**Extracted entries**.
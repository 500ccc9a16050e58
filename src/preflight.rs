//! Feasibility pre-flight: demand vs. capacity, and required-visit vs.
//! unavailability checks.

use std::collections::HashMap;

use crate::constraints::CompiledConstraints;
use crate::domain::Catalog;
use crate::error::{FiveWeekHint, ScheduleError, Result};
use crate::horizon::Horizon;

/// The pre-flight's findings, threaded into the MIP builder so the two
/// stages never disagree about adjusted demand.
#[derive(Debug, Clone)]
pub struct PreflightReport {
    /// Per-facility adjusted demand (census * (1+alpha), rounded).
    pub adjusted_demand: HashMap<usize, u32>,
    pub total_adjusted_demand: u32,
    pub available_days: usize,
    pub capacity: u32,
}

/// Runs the pre-flight checks. Returns a report on success, or a
/// structured [`ScheduleError`] naming the conflict.
pub fn check(
    catalog: &Catalog,
    provider_idx: usize,
    horizon: &Horizon,
    compiled: &CompiledConstraints,
    alpha: f64,
    max_patients_per_day: u32,
    weeks: u32,
) -> Result<PreflightReport> {
    let span = tracing::debug_span!("preflight::check", provider_idx);
    let _enter = span.enter();

    let mut adjusted_demand = HashMap::new();
    let mut total_adjusted_demand: u64 = 0;
    for facility_idx in catalog.assigned_facilities(provider_idx) {
        let census = catalog.census(provider_idx, facility_idx);
        let adjusted = ((census as f64) * (1.0 + alpha)).round() as u32;
        adjusted_demand.insert(facility_idx, adjusted);
        total_adjusted_demand += adjusted as u64;
    }

    let available_days = horizon
        .dates()
        .iter()
        .enumerate()
        .filter(|(idx, _)| !compiled.unavailable_days.contains(idx))
        .count();
    let capacity = available_days as u64 * max_patients_per_day as u64;

    if total_adjusted_demand > capacity {
        let five_week_hint = if weeks < 5 {
            let five_week_horizon = Horizon::build(horizon.date_at(0), 5);
            // Re-derive availability for a 5-week horizon using the same
            // blocked-weekday/PTO logic is out of this function's reach
            // without the raw constraint payload; approximate using the
            // same available-day ratio observed for the requested horizon,
            // scaled to the 5-week day count, which is exact whenever
            // availability restrictions are expressed purely as blocked
            // weekdays (the common case) and a conservative estimate
            // otherwise.
            let ratio = available_days as f64 / horizon.day_count().max(1) as f64;
            let five_week_available = (five_week_horizon.day_count() as f64 * ratio).round() as u32;
            let five_week_capacity = five_week_available as u64 * max_patients_per_day as u64;
            FiveWeekHint::capacity(five_week_capacity as u32)
        } else {
            FiveWeekHint::none()
        };

        tracing::warn!(
            total_adjusted_demand,
            capacity,
            available_days,
            "capacity shortfall"
        );

        return Err(ScheduleError::CapacityShortfall {
            adjusted_demand: total_adjusted_demand as u32,
            available_days,
            capacity: capacity as u32,
            max_patients_per_day,
            alpha,
            five_week_hint,
        });
    }

    for &(facility_idx, day_idx) in &compiled.required_visits {
        if compiled.unavailable_days.contains(&day_idx) {
            return Err(ScheduleError::RequiredVisitConflict {
                facility: catalog.facility_id(facility_idx).to_string(),
                date: horizon.date_at(day_idx),
            });
        }
    }

    tracing::info!(total_adjusted_demand, capacity, available_days, "pre-flight passed");

    Ok(PreflightReport {
        adjusted_demand,
        total_adjusted_demand: total_adjusted_demand as u32,
        available_days,
        capacity: capacity as u32,
    })
}
//! Single-provider scheduling core: builds a four- or five-week work
//! calendar for a field-based healthcare provider from a catalog of
//! facilities, a monthly patient census, and a set of PTO/availability
//! constraints, via a mixed-integer program minimizing daily travel
//! time while honoring demand coverage and visit spacing.
//!
//! HTTP transport, persistence, calendar-file emission, outbound
//! email, distance-matrix file ingestion, and the multi-provider
//! "business-line" driver that loops this core once per provider are
//! external collaborators this crate does not implement.

pub mod constraints;
pub mod domain;
pub mod error;
pub mod horizon;
pub mod model;
pub mod postprocess;
pub mod preflight;
pub mod request;
pub mod schedule;
pub mod solve;

use std::time::Duration;

use domain::{Catalog, UnavailableDateRow};
use error::{Result, ScheduleError};
use horizon::Horizon;
use request::ScheduleRequest;
use schedule::{ScheduleResponse, ScheduleResult};

/// The MIP solver's wall-clock budget.
pub const DEFAULT_SOLVE_TIME_LIMIT: Duration = Duration::from_secs(15);

/// Runs the full single-provider pipeline: build the horizon, compile
/// constraints, run the feasibility pre-flight, build and solve the
/// MIP, and package the result.
///
/// `file_unavailable_dates` is the file-sourced half of the
/// unavailability union; it is unioned with the request's
/// `ptoRequests` inside the constraint compiler.
pub fn solve_schedule(
    catalog: &Catalog,
    request: &ScheduleRequest,
    file_unavailable_dates: &[UnavailableDateRow],
) -> Result<ScheduleResult> {
    solve_schedule_with_time_limit(catalog, request, file_unavailable_dates, DEFAULT_SOLVE_TIME_LIMIT)
}

/// Same as [`solve_schedule`] but with an explicit solver wall-clock
/// limit, for callers that want to override the default.
pub fn solve_schedule_with_time_limit(
    catalog: &Catalog,
    request: &ScheduleRequest,
    file_unavailable_dates: &[UnavailableDateRow],
    time_limit: Duration,
) -> Result<ScheduleResult> {
    let span = tracing::info_span!(
        "solve_schedule",
        business_line = %request.business_line,
        provider = %request.selected_provider
    );
    let _enter = span.enter();

    if request.weeks != 4 && request.weeks != 5 {
        return Err(ScheduleError::InvalidWeeks(request.weeks));
    }

    let provider_idx = catalog
        .provider_index(&request.selected_provider)
        .ok_or_else(|| ScheduleError::UnknownProvider(request.selected_provider.clone()))?;

    let horizon = Horizon::build(request.start_monday, request.weeks);

    let compiled = constraints::compile(
        catalog,
        provider_idx,
        &horizon,
        &request.provider_constraints,
        file_unavailable_dates,
    )?;

    let preflight_report = preflight::check(
        catalog,
        provider_idx,
        &horizon,
        &compiled,
        request.alpha,
        request.max_patients_per_day,
        request.weeks,
    )?;

    let options = model::ModelOptions {
        max_patients_per_day: request.max_patients_per_day,
        lambda_param: request.lambda_param,
        lambda_facility: request.lambda_facility,
        lambda_bunching: request.lambda_bunching,
        facility_visit_window: request.facility_visit_window,
    };

    let compiled_model = model::build(
        catalog,
        provider_idx,
        horizon.day_count(),
        &preflight_report,
        &compiled,
        &options,
    );

    let outcome = solve::solve(compiled_model, time_limit)?;

    let travel = postprocess::report(catalog, provider_idx, horizon.day_count(), &outcome);

    let result = schedule::package(
        catalog,
        provider_idx,
        &request.selected_provider,
        horizon.dates(),
        request,
        &preflight_report,
        &outcome,
        &travel,
    );

    tracing::info!(
        total_patients_served = result.total_patients_served,
        total_travel_time = result.total_travel_time,
        "schedule solved"
    );

    Ok(result)
}

/// Runs [`solve_schedule`] and collapses the outcome into the wire
/// envelope: a success payload or a structured error, never a partial
/// schedule alongside one.
pub fn solve_schedule_envelope(
    catalog: &Catalog,
    request: &ScheduleRequest,
    file_unavailable_dates: &[UnavailableDateRow],
) -> ScheduleResponse {
    match solve_schedule(catalog, request, file_unavailable_dates) {
        Ok(results) => ScheduleResponse::Success {
            results: Box::new(results),
        },
        Err(err) => {
            tracing::warn!(error = %err, "schedule request failed");
            ScheduleResponse::error(&err)
        }
    }
}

**Task description**. Look through the entries above; copy each line where the string "checks" appears.

**Output for this exercise**.
//! unavailability checks.
/// Runs the pre-flight checks. Returns a report on success, or a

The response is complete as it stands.